**Your goal**: Below are the records; restate word for word the lines from the first through the one containing "assert!(!cards[0].needs_human_review);", and only those.

**Given data**:
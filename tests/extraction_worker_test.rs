/// Extraction worker tests: per-pair isolation, review flagging, re-runs
mod utils;

use deckscan::modules::batches::domain::value_objects::BatchStatus;
use deckscan::modules::jobs::domain::value_objects::JobStatus;
use deckscan::shared::errors::AppError;
use utils::fakes::FakeInferenceClient;
use utils::helpers::{self, files};
use uuid::Uuid;

/// Registers a batch, runs pairing, returns (profile_id, batch_id)
async fn paired_batch(services: &helpers::TestServices, names: &[&str]) -> (Uuid, Uuid) {
    let profile_id = Uuid::new_v4();
    let result = services
        .intake
        .register_uploads(profile_id, "box", files(names))
        .await
        .unwrap();
    let batch_id = result.batch.id;
    services
        .pairing_engine
        .pair_batch(batch_id, profile_id)
        .await
        .unwrap();
    (profile_id, batch_id)
}

#[tokio::test]
async fn one_card_per_pair_with_both_images() {
    let services = helpers::build_test_services();
    let (profile_id, batch_id) =
        paired_batch(&services, &["card_front.jpg", "card_back.jpg"]).await;

    let report = services
        .extraction_worker
        .process_batch_extraction(batch_id, profile_id)
        .await
        .unwrap();

    assert!(report.success);
    assert_eq!(report.cards_processed, 1);
    assert_eq!(report.cards_created, 1);
    assert!(report.errors.is_empty());

    let cards = services.cards.all();
    assert_eq!(cards.len(), 1);
    assert_eq!(cards[0].player.as_deref(), Some("Ken Griffey Jr."));
    assert_eq!(cards[0].year, Some(1989));
    assert!(!cards[0].needs_human_review);

    // Both sides were resolved to signed URLs and sent in one call
    let calls = services.inference.calls.lock().unwrap();
    assert_eq!(calls.len(), 1);
    assert_eq!(calls[0].len(), 2);
    assert!(calls[0][0].contains("card_front.jpg"));
    assert!(calls[0][1].contains("card_back.jpg"));
}

#[tokio::test]
async fn single_sided_pair_sends_one_image() {
    let services = helpers::build_test_services();
    let profile_id = Uuid::new_v4();

    let result = services
        .intake
        .register_uploads(profile_id, "box", files(&["solo.jpg"]))
        .await
        .unwrap();
    let batch_id = result.batch.id;
    services
        .pairing_engine
        .pair_batch(batch_id, profile_id)
        .await
        .unwrap();

    let orphan = &services.uploads.all()[0];
    services
        .manual
        .pair_manually(profile_id, batch_id, orphan.id, None)
        .await
        .unwrap();

    let report = services
        .extraction_worker
        .process_batch_extraction(batch_id, profile_id)
        .await
        .unwrap();

    assert_eq!(report.cards_created, 1);
    let calls = services.inference.calls.lock().unwrap();
    assert_eq!(calls[0].len(), 1);
}

#[tokio::test]
async fn low_confidence_flags_for_review() {
    let inference = FakeInferenceClient::with_script(vec![Ok(
        r#"{"player": "Unknown Rookie", "confidence": 0.4}"#.to_string(),
    )]);
    let services = helpers::build_test_services_with_inference(inference);
    let (profile_id, batch_id) =
        paired_batch(&services, &["rc_front.jpg", "rc_back.jpg"]).await;

    services
        .extraction_worker
        .process_batch_extraction(batch_id, profile_id)
        .await
        .unwrap();

    let cards = services.cards.all();
    assert_eq!(cards.len(), 1);
    assert!(cards[0].needs_human_review);
    assert!((cards[0].confidence - 0.4).abs() < 1e-6);
}

#[tokio::test]
async fn unparseable_response_still_creates_a_flagged_card() {
    let inference = FakeInferenceClient::with_script(vec![Ok(
        "I am sorry, I cannot identify this card.".to_string(),
    )]);
    let services = helpers::build_test_services_with_inference(inference);
    let (profile_id, batch_id) =
        paired_batch(&services, &["m_front.jpg", "m_back.jpg"]).await;

    let report = services
        .extraction_worker
        .process_batch_extraction(batch_id, profile_id)
        .await
        .unwrap();

    assert!(report.success);
    assert_eq!(report.cards_created, 1);

    let cards = services.cards.all();
    assert_eq!(cards[0].confidence, 0.0);
    assert!(cards[0].needs_human_review);
    assert_eq!(cards[0].player, None);
    assert_eq!(
        cards[0].raw_response,
        "I am sorry, I cannot identify this card."
    );
}

#[tokio::test]
async fn failed_pair_does_not_abort_siblings() {
    let inference = FakeInferenceClient::with_script(vec![
        Err(AppError::ExternalServiceError(
            "inference unreachable".to_string(),
        )),
        Ok(utils::fakes::DEFAULT_CARD_JSON.to_string()),
    ]);
    let services = helpers::build_test_services_with_inference(inference);
    let (profile_id, batch_id) = paired_batch(
        &services,
        &["a_front.jpg", "a_back.jpg", "b_front.jpg", "b_back.jpg"],
    )
    .await;

    let report = services
        .extraction_worker
        .process_batch_extraction(batch_id, profile_id)
        .await
        .unwrap();

    assert!(report.success, "partial progress still succeeds");
    assert_eq!(report.cards_processed, 2);
    assert_eq!(report.cards_created, 1);
    assert_eq!(report.errors.len(), 1);
    assert!(report.errors[0].contains("inference unreachable"));
    assert_eq!(services.cards.all().len(), 1);
}

#[tokio::test]
async fn all_pairs_failing_reports_failure() {
    let inference = FakeInferenceClient::with_script(vec![Err(AppError::ExternalServiceError(
        "inference down".to_string(),
    ))]);
    let services = helpers::build_test_services_with_inference(inference);
    let (profile_id, batch_id) =
        paired_batch(&services, &["x_front.jpg", "x_back.jpg"]).await;

    let report = services
        .extraction_worker
        .process_batch_extraction(batch_id, profile_id)
        .await
        .unwrap();

    assert!(!report.success);
    assert_eq!(report.cards_created, 0);
    assert_eq!(report.errors.len(), 1);
}

#[tokio::test]
async fn empty_batch_is_an_empty_success() {
    let services = helpers::build_test_services();

    let report = services
        .extraction_worker
        .process_batch_extraction(Uuid::new_v4(), Uuid::new_v4())
        .await
        .unwrap();

    assert!(report.success);
    assert_eq!(report.cards_processed, 0);
    assert_eq!(services.inference.call_count(), 0);
}

#[tokio::test]
async fn rerun_skips_pairs_that_already_have_cards() {
    let services = helpers::build_test_services();
    let (profile_id, batch_id) =
        paired_batch(&services, &["r_front.jpg", "r_back.jpg"]).await;

    services
        .extraction_worker
        .process_batch_extraction(batch_id, profile_id)
        .await
        .unwrap();
    assert_eq!(services.cards.all().len(), 1);

    let report = services
        .extraction_worker
        .process_batch_extraction(batch_id, profile_id)
        .await
        .unwrap();

    assert!(report.success);
    assert_eq!(report.cards_processed, 0);
    assert_eq!(services.cards.all().len(), 1, "no duplicate card");
    assert_eq!(services.inference.call_count(), 1);
}

#[tokio::test]
async fn failed_extraction_job_marks_batch_failed() {
    let inference = FakeInferenceClient::with_script(vec![Err(AppError::ExternalServiceError(
        "inference down".to_string(),
    ))]);
    let services = helpers::build_test_services_with_inference(inference);
    let (profile_id, batch_id) =
        paired_batch(&services, &["f_front.jpg", "f_back.jpg"]).await;

    let job = services
        .intake
        .enqueue_ocr(profile_id, batch_id)
        .await
        .unwrap();

    let pass = services.orchestrator.process_queued_jobs().await.unwrap();
    assert_eq!(pass.processed, 1);
    assert!(!pass.results[0].success);

    let job = services.jobs.get(job.id).unwrap();
    assert_eq!(job.status, JobStatus::Failed);
    assert!(job.error.unwrap().contains("inference down"));
    assert_eq!(
        services.batches.get(batch_id).unwrap().status,
        BatchStatus::Failed
    );
}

**Exercise result**:
filename tests/extraction_worker_test.rs
/// Extraction worker tests: per-pair isolation, review flagging, re-runs
mod utils;

use deckscan::modules::batches::domain::value_objects::BatchStatus;
use deckscan::modules::jobs::domain::value_objects::JobStatus;
use deckscan::shared::errors::AppError;
use utils::fakes::FakeInferenceClient;
use utils::helpers::{self, files};
use uuid::Uuid;

/// Registers a batch, runs pairing, returns (profile_id, batch_id)
async fn paired_batch(services: &helpers::TestServices, names: &[&str]) -> (Uuid, Uuid) {
    let profile_id = Uuid::new_v4();
    let result = services
        .intake
        .register_uploads(profile_id, "box", files(names))
        .await
        .unwrap();
    let batch_id = result.batch.id;
    services
        .pairing_engine
        .pair_batch(batch_id, profile_id)
        .await
        .unwrap();
    (profile_id, batch_id)
}

#[tokio::test]
async fn one_card_per_pair_with_both_images() {
    let services = helpers::build_test_services();
    let (profile_id, batch_id) =
        paired_batch(&services, &["card_front.jpg", "card_back.jpg"]).await;

    let report = services
        .extraction_worker
        .process_batch_extraction(batch_id, profile_id)
        .await
        .unwrap();

    assert!(report.success);
    assert_eq!(report.cards_processed, 1);
    assert_eq!(report.cards_created, 1);
    assert!(report.errors.is_empty());

    let cards = services.cards.all();
    assert_eq!(cards.len(), 1);
    assert_eq!(cards[0].player.as_deref(), Some("Ken Griffey Jr."));
    assert_eq!(cards[0].year, Some(1989));
    assert!(!cards[0].needs_human_review);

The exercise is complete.